Né la fiducia può più ricorrere ad atteggiamenti paternalistici, che affidavano al medico – alla sua scienza e alla sua coscienza – le decisioni in ambito clinico, senza bisogno di un intervento attivo della persona in cura, che non fosse quello di fare “il paziente” (“Il malato comincia a guarire quando obbedisce al medico”, sentenziava il medico spagnolo Gregorio Marañon). Un atteggiamento che risuona ancora nel titolo della fiction: “Doc, nelle tue mani”. La fiducia adulta che è richiesta ai nostri giorni è altra cosa. La dovremo inventare, perché non ne troviamo traccia nello specchietto retrovisore con cui guardiamo verso il passato. Che cosa sarà questa diversa fiducia? Né affidamento infantile, né ribellismo adolescenziale. Tutte buone ragioni per auspicare che a questo primo “piccolo” festival della fiducia ne facciano seguito altri, per mobilitare una riflessione creatrice sia da parte dei professionisti, sia sul versante dei cittadini. La fiducia del futuro sarà il prodotto di un impegno condiviso per dare un nuovo volto al rapporto che innerva la relazione che tiene insieme i professionisti che erogano le cure e le persone che le ricevono.




In questa direzione si muove anche un nuovo progetto recentemente presentato dall’associazione Slow Medicine ETS: Building Trust Italy, aderendo con convinzione ed entusiasmo all’iniziativa Building Trust (“costruire fiducia”) presentata qualche mese fa dalla fondazione statunitense dei medici internisti2. Slow Medicine ritiene che sia importante progettare azioni concrete, finalizzate a ripristinare e consolidare la fiducia delle persone nei confronti dei professionisti che operano per la prevenzione, la cura e la riabilitazione delle malattie e nei confronti dei servizi e delle istituzioni del Servizio Sanitario Nazionale in cui tali professionisti lavorano.

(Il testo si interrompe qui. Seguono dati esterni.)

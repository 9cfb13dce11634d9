//! Fake workflow context for testing workflow logic.

use std::collections::HashMap;
use std::sync::{Arc, RwLock};

use async_trait::async_trait;
use chrono::{DateTime, Utc};
use serde::Serialize;
use serde_json::Value;

use crate::workflow::{ActivityError, ActivityOptions, WorkflowContext};

use super::fixtures;

/// An activity call made through the fake context.
#[derive(Debug, Clone)]
pub struct RecordedCall {
    pub name: String,
    pub options: ActivityOptions,
    pub input: Value,
}

/// [`WorkflowContext`] with a frozen clock and scripted activity responses.
///
/// Each activity name answers with the response set for it, on every call.
/// Names without a response fail with [`ActivityError::NotRegistered`].
/// Timers fire immediately.
#[derive(Debug, Clone)]
pub struct FakeWorkflowContext {
    now: DateTime<Utc>,
    responses: Arc<RwLock<HashMap<String, Result<Value, ActivityError>>>>,
    calls: Arc<RwLock<Vec<RecordedCall>>>,
    timers: Arc<RwLock<Vec<DateTime<Utc>>>>,
}

impl Default for FakeWorkflowContext {
    fn default() -> Self {
        Self::new()
    }
}

impl FakeWorkflowContext {
    /// Create a fake context frozen at [`fixtures::fixed_time`].
    pub fn new() -> Self {
        Self::at(fixtures::fixed_time())
    }

    pub fn at(now: DateTime<Utc>) -> Self {
        Self {
            now,
            responses: Arc::new(RwLock::new(HashMap::new())),
            calls: Arc::new(RwLock::new(Vec::new())),
            timers: Arc::new(RwLock::new(Vec::new())),
        }
    }

    /// Answer calls to `name` with `response`, serialized to JSON.
    pub fn set_response<T: Serialize>(&self, name: &str, response: Result<T, ActivityError>) {
        let response =
            response.and_then(|v| serde_json::to_value(v).map_err(ActivityError::payload));
        self.set_raw_response(name, response);
    }

    pub fn set_error(&self, name: &str, error: ActivityError) {
        self.set_raw_response(name, Err(error));
    }

    pub fn set_raw_response(&self, name: &str, response: Result<Value, ActivityError>) {
        self.responses
            .write()
            .unwrap()
            .insert(name.to_string(), response);
    }

    /// Get all activity calls in the order they were made.
    pub fn recorded_calls(&self) -> Vec<RecordedCall> {
        self.calls.read().unwrap().clone()
    }

    /// Deadlines passed to `sleep_until`.
    pub fn recorded_timers(&self) -> Vec<DateTime<Utc>> {
        self.timers.read().unwrap().clone()
    }
}

#[async_trait]
impl WorkflowContext for FakeWorkflowContext {
    fn now(&self) -> DateTime<Utc> {
        self.now
    }

    async fn execute_activity(
        &self,
        name: &str,
        options: &ActivityOptions,
        input: Value,
    ) -> Result<Value, ActivityError> {
        self.calls.write().unwrap().push(RecordedCall {
            name: name.to_string(),
            options: *options,
            input,
        });

        let response = self.responses.read().unwrap().get(name).cloned();
        response.unwrap_or_else(|| {
            Err(ActivityError::NotRegistered {
                name: name.to_string(),
            })
        })
    }

    async fn sleep_until(&self, deadline: DateTime<Utc>) {
        self.timers.write().unwrap().push(deadline);
    }
}
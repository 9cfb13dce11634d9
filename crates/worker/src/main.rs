use std::path::PathBuf;
use std::sync::Arc;

use anyhow::{Context, Result};
use tokio::signal;
use tracing::info;
use tracing_subscriber::{layer::SubscriberExt, util::SubscriberInitExt};

use preprocessing_core::{
    read_config, ActivityRegistry, BagCreateActivity, HistoryStore, InMemoryHistoryStore,
    PreprocessingWorkflow, SqliteHistoryStore, Worker,
};
use preprocessing_worker::{api::create_router, logging, state::AppState};

/// Application version
const VERSION: &str = env!("CARGO_PKG_VERSION");

#[tokio::main]
async fn main() {
    if let Err(e) = run().await {
        // The subscriber may not be installed yet.
        eprintln!("Fatal error: {:#}", e);
        std::process::exit(1);
    }
}

async fn run() -> Result<()> {
    // Explicit config file, otherwise search the default locations
    let config_path = std::env::var_os("PREPROCESSING_CONFIG").map(PathBuf::from);
    let loaded = read_config(config_path.as_deref()).context("Failed to load configuration")?;
    let config = loaded.config;

    // Initialize logging
    tracing_subscriber::registry()
        .with(logging::env_filter(config.debug, config.verbosity))
        .with(tracing_subscriber::fmt::layer())
        .init();

    info!(version = VERSION, path = %loaded.path.display(), "Configuration loaded");
    info!(
        namespace = %config.temporal.namespace,
        task_queue = %config.temporal.task_queue,
        workflow = %config.temporal.workflow_name,
        "Serving workflow"
    );

    // Activities
    let bag_create = BagCreateActivity::from_config(&config.bagit);
    info!(algorithm = %bag_create.algorithm(), "Bag creation activity registered");
    let mut registry = ActivityRegistry::new();
    registry.register(bag_create);

    // Run history
    let history: Arc<dyn HistoryStore> = match &config.worker.history_path {
        Some(path) => {
            info!("History database: {:?}", path);
            Arc::new(SqliteHistoryStore::new(path).context("Failed to open history database")?)
        }
        None => {
            info!("No history path configured, keeping run history in memory");
            Arc::new(InMemoryHistoryStore::new())
        }
    };

    let max_sessions = usize::try_from(config.worker.max_concurrent_sessions)
        .context("Invalid maxConcurrentSessions")?;
    let worker = Arc::new(Worker::new(
        PreprocessingWorkflow::new(&config.shared_path),
        registry,
        history,
        max_sessions,
    ));
    info!(max_sessions, shared_path = %config.shared_path, "Worker started");

    let address = config.temporal.address.clone();
    let state = Arc::new(AppState::new(config, Arc::clone(&worker)));
    let app = create_router(state);

    info!("Starting server on {}", address);
    let listener = tokio::net::TcpListener::bind(&address)
        .await
        .with_context(|| format!("Failed to bind to {}", address))?;

    // Run server with graceful shutdown
    axum::serve(listener, app)
        .with_graceful_shutdown(shutdown_signal())
        .await
        .context("Server error")?;

    worker.shutdown();
    info!("Worker stopped");

    Ok(())
}

/// Wait for shutdown signal (Ctrl+C or SIGTERM)
async fn shutdown_signal() {
    let ctrl_c = async {
        if let Err(e) = signal::ctrl_c().await {
            tracing::error!("Failed to install Ctrl+C handler: {}", e);
            std::future::pending::<()>().await;
        }
    };

    #[cfg(unix)]
    let terminate = async {
        match signal::unix::signal(signal::unix::SignalKind::terminate()) {
            Ok(mut sigterm) => {
                sigterm.recv().await;
            }
            Err(e) => {
                tracing::error!("Failed to install SIGTERM handler: {}", e);
                std::future::pending::<()>().await;
            }
        }
    };

    #[cfg(not(unix))]
    let terminate = std::future::pending::<()>();

    tokio::select! {
        _ = ctrl_c => {},
        _ = terminate => {},
    }

    info!("Shutdown signal received");
}
use serde::{Deserialize, Serialize};
use std::path::PathBuf;

/// Root configuration.
///
/// Keys use the camelCase names of the on-disk TOML format.
#[derive(Debug, Clone, PartialEq, Deserialize, Serialize)]
#[serde(default)]
pub struct Configuration {
    pub debug: bool,
    pub verbosity: i32,
    #[serde(rename = "sharedPath")]
    pub shared_path: String,
    pub temporal: TemporalConfig,
    pub worker: WorkerConfig,
    pub bagit: BagitConfig,
}

impl Default for Configuration {
    fn default() -> Self {
        Self {
            debug: false,
            verbosity: 0,
            shared_path: String::new(),
            temporal: TemporalConfig::default(),
            worker: WorkerConfig::default(),
            bagit: BagitConfig::default(),
        }
    }
}

/// Addressing for the scheduling substrate.
#[derive(Debug, Clone, PartialEq, Deserialize, Serialize)]
#[serde(default)]
pub struct TemporalConfig {
    /// Host and port of the orchestration endpoint (default: "localhost:7233").
    pub address: String,
    /// Namespace the worker runs in (default: "default").
    pub namespace: String,
    /// Task queue the worker pulls runs from.
    #[serde(rename = "taskQueue")]
    pub task_queue: String,
    /// Name the preprocessing workflow is registered under.
    #[serde(rename = "workflowName")]
    pub workflow_name: String,
}

impl Default for TemporalConfig {
    fn default() -> Self {
        Self {
            address: default_address(),
            namespace: default_namespace(),
            task_queue: String::new(),
            workflow_name: String::new(),
        }
    }
}

fn default_address() -> String {
    "localhost:7233".to_string()
}

fn default_namespace() -> String {
    "default".to_string()
}

/// Worker process settings.
#[derive(Debug, Clone, PartialEq, Deserialize, Serialize)]
#[serde(default)]
pub struct WorkerConfig {
    /// Maximum number of runs handled simultaneously (default: 1).
    ///
    /// Signed so that out-of-range values reach validation instead of
    /// failing deserialization.
    #[serde(rename = "maxConcurrentSessions")]
    pub max_concurrent_sessions: i64,
    /// SQLite file holding run history. In-memory history when unset.
    #[serde(rename = "historyPath", skip_serializing_if = "Option::is_none")]
    pub history_path: Option<PathBuf>,
}

impl Default for WorkerConfig {
    fn default() -> Self {
        Self {
            max_concurrent_sessions: 1,
            history_path: None,
        }
    }
}

/// Packaging options handed to the bag creation activity.
#[derive(Debug, Clone, Default, PartialEq, Deserialize, Serialize)]
#[serde(default)]
pub struct BagitConfig {
    /// Manifest checksum algorithm. Kept as text until validation so that an
    /// unknown value is reported alongside every other violation.
    #[serde(rename = "checksumAlgorithm", skip_serializing_if = "Option::is_none")]
    pub checksum_algorithm: Option<String>,
}

impl BagitConfig {
    /// Parsed algorithm, `None` when unset or not one of the allowed values.
    pub fn algorithm(&self) -> Option<ChecksumAlgorithm> {
        self.checksum_algorithm
            .as_deref()
            .and_then(ChecksumAlgorithm::parse)
    }
}

/// Checksum algorithms a bag manifest may use.
#[derive(Debug, Clone, Copy, PartialEq, Eq, Hash, Deserialize, Serialize)]
#[serde(rename_all = "lowercase")]
pub enum ChecksumAlgorithm {
    Md5,
    Sha1,
    Sha256,
    Sha512,
}

impl ChecksumAlgorithm {
    pub const ALL: [ChecksumAlgorithm; 4] = [Self::Md5, Self::Sha1, Self::Sha256, Self::Sha512];

    pub fn as_str(&self) -> &'static str {
        match self {
            Self::Md5 => "md5",
            Self::Sha1 => "sha1",
            Self::Sha256 => "sha256",
            Self::Sha512 => "sha512",
        }
    }

    pub fn parse(value: &str) -> Option<Self> {
        Self::ALL.into_iter().find(|alg| alg.as_str() == value)
    }
}

impl std::fmt::Display for ChecksumAlgorithm {
    fn fmt(&self, f: &mut std::fmt::Formatter<'_>) -> std::fmt::Result {
        f.write_str(self.as_str())
    }
}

Un assist in questa direzione è venuto da un articolo del Washington Post3, che riportava i dati di una ricerca secondo cui i Paesi più preparati a far fronte alla pandemia da Covid sono quelli che hanno una più alta classifica nei rapporti di fiducia che attraversano la convivenza sociale. Prendendo spunto da questa ricerca internazionale, l’editoriale di Maurizio Bonati: “La fiducia”4 focalizza l’attenzione sulla necessità di ricostruire la fiducia come strategia indispensabile per affrontare l’epidemia nella quale siamo immersi, oltre che favorire la relazione fiduciaria come determinante comune della qualità della vita. Quanto mai opportuno, dunque, che coloro che si riconoscono nel movimento che promuove una medicina “sobria, rispettosa e giusta” facciano della fiducia un obiettivo prioritario. Ci aspettiamo che nel sito “Storie Slow. Dall’ideologia alla corsia”5 fioriscano numerose narrazioni, che diano concretezza a questo snodo fondamentale nel rapporto di cura.

Sandro Spinsanti

Istituto Giano, Riano

www.sandrospinsanti.eu
sandro.spinsanti@gmail.com


BIBLIOGRAFIA

1. Benedetti F. La speranza è un farmaco. Come le parole possono vincere la malattia. Milano: Mondadori Editore, 2018.

2. ABIM Foundation. https://abimfoundation.org/what-we-do/choosing-wisely
(ultimo accesso del 17 giugno 2022).

3. Taylor A. Researchers are asking why some countries were better prepared for covid. One surprising answer: Trust. The Washington Post, February 01, 2022.

4. Bonati M. La Fiducia. Ricerca & Pratica 2022; 38: 3-8.